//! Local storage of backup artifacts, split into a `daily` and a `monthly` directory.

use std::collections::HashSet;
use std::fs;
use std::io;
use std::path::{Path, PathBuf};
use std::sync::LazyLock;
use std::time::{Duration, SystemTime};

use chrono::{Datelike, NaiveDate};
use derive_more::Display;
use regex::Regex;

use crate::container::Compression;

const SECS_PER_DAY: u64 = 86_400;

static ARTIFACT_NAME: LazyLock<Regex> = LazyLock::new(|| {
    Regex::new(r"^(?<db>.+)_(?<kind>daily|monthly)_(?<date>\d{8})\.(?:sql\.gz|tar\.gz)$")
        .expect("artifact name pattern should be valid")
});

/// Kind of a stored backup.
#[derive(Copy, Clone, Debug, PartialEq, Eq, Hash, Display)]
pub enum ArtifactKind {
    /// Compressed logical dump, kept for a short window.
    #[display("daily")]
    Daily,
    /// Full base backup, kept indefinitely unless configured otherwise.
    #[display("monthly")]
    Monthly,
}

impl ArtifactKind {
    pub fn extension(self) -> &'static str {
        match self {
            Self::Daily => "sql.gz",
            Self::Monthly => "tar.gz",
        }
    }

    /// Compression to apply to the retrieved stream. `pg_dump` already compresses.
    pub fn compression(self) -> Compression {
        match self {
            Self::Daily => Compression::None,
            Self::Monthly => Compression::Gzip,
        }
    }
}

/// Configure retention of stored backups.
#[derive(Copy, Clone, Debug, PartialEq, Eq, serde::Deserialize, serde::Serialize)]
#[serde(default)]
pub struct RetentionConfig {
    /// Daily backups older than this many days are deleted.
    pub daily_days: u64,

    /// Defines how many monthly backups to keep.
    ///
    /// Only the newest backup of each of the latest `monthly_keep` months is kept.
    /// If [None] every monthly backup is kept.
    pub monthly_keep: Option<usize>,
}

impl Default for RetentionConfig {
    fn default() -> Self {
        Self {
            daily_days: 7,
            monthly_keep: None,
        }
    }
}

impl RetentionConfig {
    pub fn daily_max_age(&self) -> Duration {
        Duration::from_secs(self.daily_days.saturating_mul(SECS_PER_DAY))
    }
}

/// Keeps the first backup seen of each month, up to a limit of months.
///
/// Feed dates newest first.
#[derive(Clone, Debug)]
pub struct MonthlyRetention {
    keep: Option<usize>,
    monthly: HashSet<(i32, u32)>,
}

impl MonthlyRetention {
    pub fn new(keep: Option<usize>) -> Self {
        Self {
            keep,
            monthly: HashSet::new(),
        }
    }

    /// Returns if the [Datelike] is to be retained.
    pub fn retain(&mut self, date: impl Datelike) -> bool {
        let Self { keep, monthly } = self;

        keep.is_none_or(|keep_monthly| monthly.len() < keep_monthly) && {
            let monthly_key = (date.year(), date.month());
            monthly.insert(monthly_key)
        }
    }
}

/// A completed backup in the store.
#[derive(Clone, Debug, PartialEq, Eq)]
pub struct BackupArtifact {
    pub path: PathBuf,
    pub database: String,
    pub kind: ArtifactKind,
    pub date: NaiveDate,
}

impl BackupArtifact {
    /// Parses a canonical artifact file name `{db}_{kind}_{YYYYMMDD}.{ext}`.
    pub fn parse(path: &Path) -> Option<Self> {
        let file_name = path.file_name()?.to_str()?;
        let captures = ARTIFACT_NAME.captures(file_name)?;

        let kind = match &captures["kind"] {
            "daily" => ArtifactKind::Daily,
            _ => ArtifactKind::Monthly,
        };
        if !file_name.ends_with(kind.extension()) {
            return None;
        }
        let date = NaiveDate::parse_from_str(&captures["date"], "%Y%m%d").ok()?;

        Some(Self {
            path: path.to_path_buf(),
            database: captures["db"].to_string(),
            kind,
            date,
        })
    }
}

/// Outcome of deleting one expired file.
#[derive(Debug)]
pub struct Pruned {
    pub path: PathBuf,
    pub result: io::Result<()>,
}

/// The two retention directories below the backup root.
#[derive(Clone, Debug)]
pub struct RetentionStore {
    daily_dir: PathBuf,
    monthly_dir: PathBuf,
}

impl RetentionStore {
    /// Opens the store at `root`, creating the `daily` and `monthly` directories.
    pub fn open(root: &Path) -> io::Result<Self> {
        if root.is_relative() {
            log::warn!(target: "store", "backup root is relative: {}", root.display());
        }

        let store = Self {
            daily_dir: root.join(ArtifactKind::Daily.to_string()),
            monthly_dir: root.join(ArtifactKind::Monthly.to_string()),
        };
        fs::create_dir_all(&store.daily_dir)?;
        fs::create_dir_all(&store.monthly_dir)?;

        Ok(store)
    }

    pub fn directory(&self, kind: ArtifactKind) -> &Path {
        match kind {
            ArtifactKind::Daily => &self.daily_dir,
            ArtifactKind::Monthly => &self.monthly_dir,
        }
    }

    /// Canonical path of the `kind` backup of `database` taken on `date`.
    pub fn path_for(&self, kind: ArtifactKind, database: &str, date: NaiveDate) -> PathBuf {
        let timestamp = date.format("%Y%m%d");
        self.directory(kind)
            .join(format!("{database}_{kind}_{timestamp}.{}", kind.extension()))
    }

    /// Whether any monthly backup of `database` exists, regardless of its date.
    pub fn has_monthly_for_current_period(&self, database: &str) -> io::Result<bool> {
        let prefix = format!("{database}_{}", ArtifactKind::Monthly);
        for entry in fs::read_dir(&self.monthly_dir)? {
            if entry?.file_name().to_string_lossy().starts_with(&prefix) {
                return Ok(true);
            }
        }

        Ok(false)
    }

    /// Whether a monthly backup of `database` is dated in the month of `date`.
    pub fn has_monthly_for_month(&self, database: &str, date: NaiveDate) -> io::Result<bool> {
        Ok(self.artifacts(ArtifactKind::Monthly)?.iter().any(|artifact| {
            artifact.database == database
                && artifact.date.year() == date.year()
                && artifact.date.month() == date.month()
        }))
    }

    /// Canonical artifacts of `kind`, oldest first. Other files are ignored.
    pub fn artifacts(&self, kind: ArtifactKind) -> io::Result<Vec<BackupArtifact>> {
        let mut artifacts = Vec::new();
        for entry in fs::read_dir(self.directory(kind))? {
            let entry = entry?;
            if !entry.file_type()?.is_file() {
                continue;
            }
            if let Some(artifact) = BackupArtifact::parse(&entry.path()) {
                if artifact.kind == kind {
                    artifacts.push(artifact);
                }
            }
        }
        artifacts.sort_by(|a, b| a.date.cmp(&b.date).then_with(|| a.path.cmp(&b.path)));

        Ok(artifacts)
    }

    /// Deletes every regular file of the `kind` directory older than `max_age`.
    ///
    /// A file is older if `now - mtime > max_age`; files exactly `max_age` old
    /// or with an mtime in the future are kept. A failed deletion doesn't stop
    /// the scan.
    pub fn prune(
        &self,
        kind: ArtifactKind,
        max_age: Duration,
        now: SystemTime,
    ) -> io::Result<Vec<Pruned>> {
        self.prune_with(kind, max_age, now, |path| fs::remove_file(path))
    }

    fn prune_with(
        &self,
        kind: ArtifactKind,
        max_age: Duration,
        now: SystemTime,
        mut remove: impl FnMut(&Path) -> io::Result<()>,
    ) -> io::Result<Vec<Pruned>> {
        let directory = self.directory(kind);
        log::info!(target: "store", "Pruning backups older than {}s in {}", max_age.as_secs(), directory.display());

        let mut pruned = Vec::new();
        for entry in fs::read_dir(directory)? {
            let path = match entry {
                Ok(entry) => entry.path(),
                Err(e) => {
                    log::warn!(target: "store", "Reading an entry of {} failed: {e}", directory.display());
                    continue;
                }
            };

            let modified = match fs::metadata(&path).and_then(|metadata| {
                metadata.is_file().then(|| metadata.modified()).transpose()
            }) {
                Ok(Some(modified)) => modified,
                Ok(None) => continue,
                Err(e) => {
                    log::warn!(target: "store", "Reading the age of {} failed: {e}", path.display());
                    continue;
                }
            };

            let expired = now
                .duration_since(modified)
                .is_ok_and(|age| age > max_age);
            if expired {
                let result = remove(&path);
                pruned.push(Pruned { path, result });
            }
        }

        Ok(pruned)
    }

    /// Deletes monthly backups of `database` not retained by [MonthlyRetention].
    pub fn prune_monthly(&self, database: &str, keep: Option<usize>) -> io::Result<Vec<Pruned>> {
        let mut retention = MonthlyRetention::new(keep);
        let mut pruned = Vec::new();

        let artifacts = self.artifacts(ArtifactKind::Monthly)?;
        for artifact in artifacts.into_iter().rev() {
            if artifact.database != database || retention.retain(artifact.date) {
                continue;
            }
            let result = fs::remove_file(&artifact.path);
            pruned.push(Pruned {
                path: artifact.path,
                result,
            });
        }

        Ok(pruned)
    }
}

◆ ◆ ◆ ◆ ◆ ◆ ◆

:: EXERCISE AIM ::
Search the preceding listing for "MonthlyRetention", then copy every line that holds it.

:: ANSWER TO THIS PROBLEM ::
pub struct MonthlyRetention {
impl MonthlyRetention {
    /// Deletes monthly backups of `database` not retained by [MonthlyRetention].
        let mut retention = MonthlyRetention::new(keep);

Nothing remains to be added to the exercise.